(Stored records)
▶

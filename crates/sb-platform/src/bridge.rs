//! Host bridge: the surface a UI layer talks to.
//!
//! `start_monitoring` / `stop_monitoring` drive the watcher lifecycle and
//! `on_timestamp` attaches a callback that runs once per detection.

use std::sync::Arc;
use tokio::sync::broadcast::{self, error::RecvError};
use tokio::task::JoinHandle;
use tracing::{debug, warn};

use sb_core::ports::{WatcherControlError, WatcherControlPort};
use sb_core::timestamp::TimestampDetected;

pub struct HostBridge {
    control: Arc<dyn WatcherControlPort>,
    events: broadcast::Sender<TimestampDetected>,
}

impl HostBridge {
    pub fn new(
        control: Arc<dyn WatcherControlPort>,
        events: broadcast::Sender<TimestampDetected>,
    ) -> Self {
        Self { control, events }
    }

    pub async fn start_monitoring(&self) -> Result<(), WatcherControlError> {
        self.control.start_watcher().await
    }

    pub async fn stop_monitoring(&self) -> Result<(), WatcherControlError> {
        self.control.stop_watcher().await
    }

    pub fn is_monitoring(&self) -> bool {
        self.control.is_running()
    }

    /// Raw receiver for callers that want to await detections themselves.
    pub fn subscribe(&self) -> broadcast::Receiver<TimestampDetected> {
        self.events.subscribe()
    }

    /// Invoke `callback` for every detection until the returned
    /// [`Subscription`] is dropped.
    pub fn on_timestamp<F>(&self, callback: F) -> Subscription
    where
        F: Fn(TimestampDetected) + Send + 'static,
    {
        let mut rx = self.events.subscribe();
        let handle = tokio::spawn(async move {
            loop {
                match rx.recv().await {
                    Ok(event) => callback(event),
                    Err(RecvError::Lagged(skipped)) => {
                        warn!(skipped, "Timestamp listener fell behind, events dropped");
                    }
                    Err(RecvError::Closed) => {
                        debug!("Timestamp channel closed");
                        break;
                    }
                }
            }
        });

        Subscription { handle }
    }
}

/// Handle for an `on_timestamp` callback. Dropping it detaches the callback.
#[must_use = "dropping the subscription detaches the callback"]
pub struct Subscription {
    handle: JoinHandle<()>,
}

impl Subscription {
    pub fn cancel(self) {
        drop(self);
    }
}

impl Drop for Subscription {
    fn drop(&mut self) {
        self.handle.abort();
    }
}
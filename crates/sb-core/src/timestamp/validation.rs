//! Epoch timestamp validation.
//!
//! A clipboard string is a timestamp candidate when it is a base-10
//! integer that is not negative. There is no upper bound: oversized
//! values are accepted here and only rejected when they are converted
//! for display.

/// Raw values above this are read as milliseconds since the epoch.
pub const MILLIS_THRESHOLD: i64 = 10_000_000_000;

#[derive(Debug, Clone, PartialEq, Eq, thiserror::Error)]
pub enum TimestampError {
    #[error("timestamp is empty")]
    Empty,

    #[error("not a base-10 integer: {0:?}")]
    NotNumeric(String),

    #[error("timestamp is negative: {0}")]
    Negative(String),

    #[error("timestamp is outside the representable range: {0}")]
    OutOfRange(String),
}

/// Check that `raw` is a non-empty base-10 integer `>= 0`.
///
/// A single leading sign is allowed, so `"+5"` and `"-0"` pass while
/// `"-5"` does not. Whitespace is not trimmed.
pub fn validate(raw: &str) -> Result<(), TimestampError> {
    if raw.is_empty() {
        return Err(TimestampError::Empty);
    }

    let (negative, digits) = match raw.as_bytes()[0] {
        b'-' => (true, &raw[1..]),
        b'+' => (false, &raw[1..]),
        _ => (false, raw),
    };

    if digits.is_empty() || !digits.bytes().all(|b| b.is_ascii_digit()) {
        return Err(TimestampError::NotNumeric(raw.to_string()));
    }

    if negative && digits.bytes().any(|b| b != b'0') {
        return Err(TimestampError::Negative(raw.to_string()));
    }

    Ok(())
}

pub fn is_valid_timestamp(raw: &str) -> bool {
    validate(raw).is_ok()
}

/// Convert a raw epoch value to seconds.
///
/// Values above [`MILLIS_THRESHOLD`] are integer-divided by 1000.
pub fn normalize_epoch(value: i64) -> i64 {
    if value > MILLIS_THRESHOLD {
        value / 1000
    } else {
        value
    }
}

/// Validate `raw` and return it as seconds since the epoch.
pub fn to_epoch_seconds(raw: &str) -> Result<i64, TimestampError> {
    validate(raw)?;
    let value: i64 = raw
        .parse()
        .map_err(|_| TimestampError::OutOfRange(raw.to_string()))?;
    Ok(normalize_epoch(value))
}
//! Board domain: entities, geometry, placement and the two lists the
//! user works with (intake and board).

mod entity;
mod geometry;
mod intake;
pub mod placement;
mod store;

pub use entity::{CellPosition, Location, PixelPosition, PlacedEntity, TimestampEntity};
pub use geometry::{
    CardGeometry, ContainerRect, GridDimensions, DEFAULT_CARD_HEIGHT, DEFAULT_CARD_WIDTH,
    DEFAULT_FREE_SPACING, DEFAULT_GRID_GAP,
};
pub use intake::{IntakeQueue, DEFAULT_INTAKE_CAPACITY};
pub use placement::PlacementMode;
pub use store::{Board, BoardError};
//! Polling clipboard runtime.
//!
//! Owns the start/stop lifecycle of a [`ClipboardWatcher`] and drives it
//! from a `tokio::time::interval` in a background task. Read failures are
//! logged and the loop carries on with the next tick.

use async_trait::async_trait;
use std::{
    sync::{
        atomic::{AtomicBool, Ordering},
        Arc,
    },
    time::Duration,
};
use tokio::{
    sync::Mutex,
    task::JoinHandle,
    time::{interval, MissedTickBehavior},
};
use tracing::{info, warn};

use sb_core::ports::{ClipboardReaderPort, WatcherControlError, WatcherControlPort};

use super::ClipboardWatcher;

pub struct PollingClipboardRuntime<C>
where
    C: ClipboardReaderPort,
{
    watcher: Arc<ClipboardWatcher<C>>,
    poll_interval: Duration,
    running: AtomicBool,
    handle: Mutex<Option<JoinHandle<()>>>,
}

impl<C> PollingClipboardRuntime<C>
where
    C: ClipboardReaderPort + 'static,
{
    pub fn new(watcher: Arc<ClipboardWatcher<C>>, poll_interval: Duration) -> Self {
        Self {
            watcher,
            poll_interval,
            running: AtomicBool::new(false),
            handle: Mutex::new(None),
        }
    }

    pub fn watcher(&self) -> &Arc<ClipboardWatcher<C>> {
        &self.watcher
    }
}

#[async_trait]
impl<C> WatcherControlPort for PollingClipboardRuntime<C>
where
    C: ClipboardReaderPort + 'static,
{
    async fn start_watcher(&self) -> Result<(), WatcherControlError> {
        // Held across the flag flip and the spawn so a concurrent stop
        // always finds the handle it has to abort.
        let mut slot = self.handle.lock().await;

        if self
            .running
            .compare_exchange(false, true, Ordering::AcqRel, Ordering::Acquire)
            .is_err()
        {
            return Ok(());
        }

        if self.poll_interval.is_zero() {
            self.running.store(false, Ordering::Release);
            return Err(WatcherControlError::StartFailed(
                "poll interval must be greater than zero".to_string(),
            ));
        }

        let watcher = self.watcher.clone();
        let period = self.poll_interval;
        watcher.set_enabled(true);

        *slot = Some(tokio::spawn(async move {
            let mut ticker = interval(period);
            ticker.set_missed_tick_behavior(MissedTickBehavior::Skip);

            loop {
                ticker.tick().await;

                if let Err(err) = watcher.check_once().await {
                    warn!(error = %err, "Error reading clipboard");
                }
            }
        }));
        info!(interval_ms = period.as_millis() as u64, "Clipboard monitoring started");

        Ok(())
    }

    async fn stop_watcher(&self) -> Result<(), WatcherControlError> {
        let mut slot = self.handle.lock().await;
        if !self.running.swap(false, Ordering::AcqRel) {
            return Ok(());
        }

        self.watcher.set_enabled(false);
        if let Some(handle) = slot.take() {
            handle.abort();
        }

        info!("Clipboard monitoring stopped");
        Ok(())
    }

    fn is_running(&self) -> bool {
        self.running.load(Ordering::Acquire)
    }
}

◀

### YOUR INSTRUCTIONS:
Pick from the records each line that contains the word "ClipboardReaderPort" and show it.

### SOLUTION TO THE PROBLEM:
use sb_core::ports::{ClipboardReaderPort, WatcherControlError, WatcherControlPort};
    C: ClipboardReaderPort,
    C: ClipboardReaderPort + 'static,
    C: ClipboardReaderPort + 'static,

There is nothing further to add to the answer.